Architectural inductive bias matters more than loss engineering. Adding more physics loss terms (PINN improvements) is fighting an uphill battle against the fundamental mismatch between the dissipative function space explored by gradient descent and the conservative manifold of Keplerian orbits. HNN solves this by operating in a Hamiltonian-compatible function space from the outset.
9. Connection to Real Space Applications
The Kepler IVP is not an academic exercise — it is the foundation of modern astrodynamics. Physics-informed machine learning has direct applications in operational space missions:
🌍 Orbit Determination
Given 3 angular observations of an asteroid or satellite, determine the full 6-element orbital state (classical Gauss problem).
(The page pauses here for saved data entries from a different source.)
//! Header component renderer.

use crate::ui::helpers::position_cursor;
use crate::ui::theme::Theme;
use crate::ui::viewmodel::HeaderInfo;

/// Renders the title centered at `row` and returns the next row.
///
/// The line is padded to the full width so an optional header background
/// covers it.
pub fn render_header(row: usize, header: &HeaderInfo, theme: &Theme, cols: usize) -> usize {
    let title_len = header.title.chars().count();
    let padding = (cols.saturating_sub(title_len)) / 2;

    position_cursor(row, 1);
    print!("{}", Theme::bold());
    print!("{}", Theme::fg(&theme.colors.header_fg));
    if let Some(bg) = &theme.colors.header_bg {
        print!("{}", Theme::bg(bg));
    }

    print!("{}", " ".repeat(padding));
    print!("{}", header.title);
    print!("{}", " ".repeat(cols.saturating_sub(padding + title_len)));

    print!("{}", Theme::reset());
    row + 1
}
Traditional methods (Gauss–Gibbs iteration) require dozens of iterations per solution. PINN/X-TFC approaches (Schiassi et al. 2023) solve the same IVP in a single forward pass after training, enabling real-time orbit determination.
🚀 Satellite Orbit Propagation
Ground-tracking stations need fast, accurate orbit propagation for collision avoidance and station-keeping. HNNs trained on perturbed Keplerian orbits (J2 perturbation, atmospheric drag) can propagate orbits 10–100× faster than full numerical integration while maintaining long-term energy accuracy.
☄️ Asteroid Tracking
Planetary defense requires rapid orbit determination from sparse photometric data (often only 3–5 observations). Physics-informed networks constrained by Kepler's laws can dramatically reduce the observation cadence needed for reliable orbit determination, improving early warning times.
🛸 Space Mission Design
Trajectory optimization for interplanetary missions requires solving boundary-value problems over Keplerian arcs (Lambert's problem). Differentiable HNNs enable gradient-based optimization of transfer trajectories, opening new possibilities for automated mission planning and fuel-optimal maneuver design.
🛰️ Maneuvering Satellite Tracking arXiv 2024
Ruprecht et al. (MIT Lincoln Laboratory, 2024) applied PINNs to track GEO satellites using continuous low-thrust electric propulsion — a regime where classical SGP4 completely fails. Their residual PINN learned only the unmodeled thrust \(\boldsymbol{a_T}(t)\) on top of the known Keplerian physics, reducing observation residuals from 123 arcsec → 1 arcsec and 5-day position error from 3860 km → 164 km.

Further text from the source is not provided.